Date of birth9 June 1891
PlaceMoonee Ponds, Victoria, Australia
ParentsWalter Crossdell and Isabel McDonald (nee Smith) Hailes
Date of death22 January 1949
PlaceEast Melbourne, Victoria, Australia
Age57
Scotch Year(s)1905 to 1908

Service record and post-war life

The son of a commercial traveller, William played cricket for Scotch's 1st XI in 1907 and 1908. He graduated in 1914 at Melbourne University with first class final honours in medicine, surgery and gynaecology. He came second in a cohort of 77. He was also a fine batsman, and had a place in the University Eleven. He served two years as a Private in the Melbourne University Rifles. William was a Resident Doctor and then Registrar at the Melbourne Hospital. On enlisting he was 24 years old.

He was appointed as a Captain and Regimental Medical Officer to the 4th Field Artillery Brigade on 14 September 1915. It departed Melbourne for Suez on 18 November that year. In March 1916 he arrived in France. He was recommended unsuccessfully for a Military Cross at Pozieres, for attending to severely wounded men in Sausage Valley under heavy fire on 10 August 1916. Instead he was Mentioned in Despatches ‘for good and gallant conduct during the recent hard fighting round Pozieres.’ In December 1916 he was attached to the 20th Battalion as Regimental Medical Officer. On 29 January 1917 he was promoted to Major. William went to hospital sick for eight days in February 1917.

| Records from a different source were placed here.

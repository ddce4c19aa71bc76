//! Storage error types.

/// Kinds of storage errors raised by record repositories and workflow stores.
#[derive(Debug, Clone, PartialEq, Eq, Hash, PartialOrd, Ord, derive_more::Display)]
pub enum StorageErrorKind {
    /// Record not found under the given identifier
    #[display("{} {} not found", entity, id)]
    NotFound {
        /// Entity name (e.g. "rewrite record")
        entity: &'static str,
        /// Identifier that was looked up
        id: i64,
    },
    /// Failed to write a record
    #[display("Failed to write {}: {}", entity, message)]
    Write {
        /// Entity name
        entity: &'static str,
        /// Error message
        message: String,
    },
    /// Storage backend is unavailable
    #[display("Storage unavailable: {}", _0)]
    Unavailable(String),
}

/// Storage error with location tracking.
///
/// # Examples
///
/// ```
/// use scrivener_error::{StorageError, StorageErrorKind};
///
/// let err = StorageError::new(StorageErrorKind::NotFound { entity: "rewrite record", id: 7 });
/// assert!(format!("{}", err).contains("rewrite record 7 not found"));
/// ```
#[derive(Debug, Clone, derive_more::Display, derive_more::Error)]
#[display("Storage Error: {} at line {} in {}", kind, line, file)]
pub struct StorageError {
    /// The kind of error that occurred
    pub kind: StorageErrorKind,
    /// Line number where error was created
    pub line: u32,
    /// File where error was created
    pub file: &'static str,
}

impl StorageError {
    /// Create a new storage error with automatic location tracking.
    #[track_caller]
    pub fn new(kind: StorageErrorKind) -> Self {
        let location = std::panic::Location::caller();
        Self {
            kind,
            line: location.line(),
            file: location.file(),
        }
    }

    /// Shorthand for a not-found error.
    #[track_caller]
    pub fn not_found(entity: &'static str, id: i64) -> Self {
        Self::new(StorageErrorKind::NotFound { entity, id })
    }
}
//! Model clients for Scrivener.
//!
//! - [`OpenAiClient`]: chat and streaming chat against any OpenAI-compatible
//!   `/chat/completions` endpoint
//! - [`OpenAiImageClient`]: `/images/generations`
//! - [`HttpArticleFetcher`]: URL to article text

#![forbid(unsafe_code)]
#![warn(missing_docs)]

mod fetch;
mod image;
mod openai;
mod sse;
mod wire;

pub use fetch::{HttpArticleFetcher, extract_article};
pub use image::OpenAiImageClient;
pub use openai::OpenAiClient;
pub use sse::{SseDecoder, text_deltas};
pub use wire::{
    ApiErrorBody, ChatCompletionChunk, ChatCompletionRequest, ChatCompletionResponse, ChunkChoice,
    Delta, ImageData, ImageGenerationRequest, ImageGenerationResponse, WireMessage,
};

William was Mentioned in Despatches on 7 November 1917 ‘for distinguished and gallant services and devotion to duty in the field during the period 26th Feb 1917 to midnight 20 and 21 Sep 1917.’ In November 1917 he received the DSO for his work at Passchendaele Ridge on 9 October 1917 (see recommendation below). The citation,  reproduced below, says the award was for ‘conspicuous gallantry and devotion to duty in attending four wounded men in the open under heavy fire and conveying them to cover. His example stimulated the stretcher-bearers to great efforts under most trying circumstances.’

On 26 January 1918 he was posted to the 1st Australian General Hospital. In September 1918 William was attached to No. 1 Surgical Team. In England he undertook three months’ educational leave and was demobilised in September 1919 before completing a FRCS [Fellowship of the Royal College of Surgeons] diploma. He was discharged on 27 September 1919.

William became a fellow of the Royal Australasian College and Surgeons and the Royal College of Surgeons in 1919. In 1920 he became a surgeon at the [Royal] Melbourne Hospital out-patients and in 1934 he became a surgeon to its in-patients. William re-enlisted in the AIF in 1940 and served in the Middle East as a consulting surgeon from December 1940 until 1941 with the rank of brigadier. From 1942 he was director of surgery at the Australian Military Forces’ Land Headquarters for which he was appointed a Commander of the Order of the British Empire in 1944. William was also the censor in chief for the Royal Australasian College of Surgeons. He retired from the [Royal] Melbourne Hospital shortly before his sudden death in 1949 at East Melbourne. He had married Mary Maud Whitfield (d. 1974) in 1920 and they had three daughters, two of whom married Old Boys. Their Kay grandson and great grandsons attended Scotch.

Photographs and Documents:

hailesWA

A form concerning William Hailes completed at around the time of his enlistment. Interesting is the fact that he was asked if he could ride.

hailesWA

William Hailes is third from the left in the second row, in officer’s uniform, in this photo of Old Scotch Collegians in the 4th Field Artillery Brigade. From the 1917 Collegian

hailesWA

This studio photograph of 4th Field Artillery Brigade officers was taken in the Somme area, probably in 1916. William Hailes is in the centre of the back row. Major Robert Hore, on the right of Hailes, would die of wounds in October 1918. Major Cyril Albert Clowes, DSO MC, at front right, would become famous for commanding Australian forces that defeated a Japanese invasion at Milne Bay in 1942. The photo, which Clowes wrote was taken at a moment’s notice, shows the men posing with a toy sheep.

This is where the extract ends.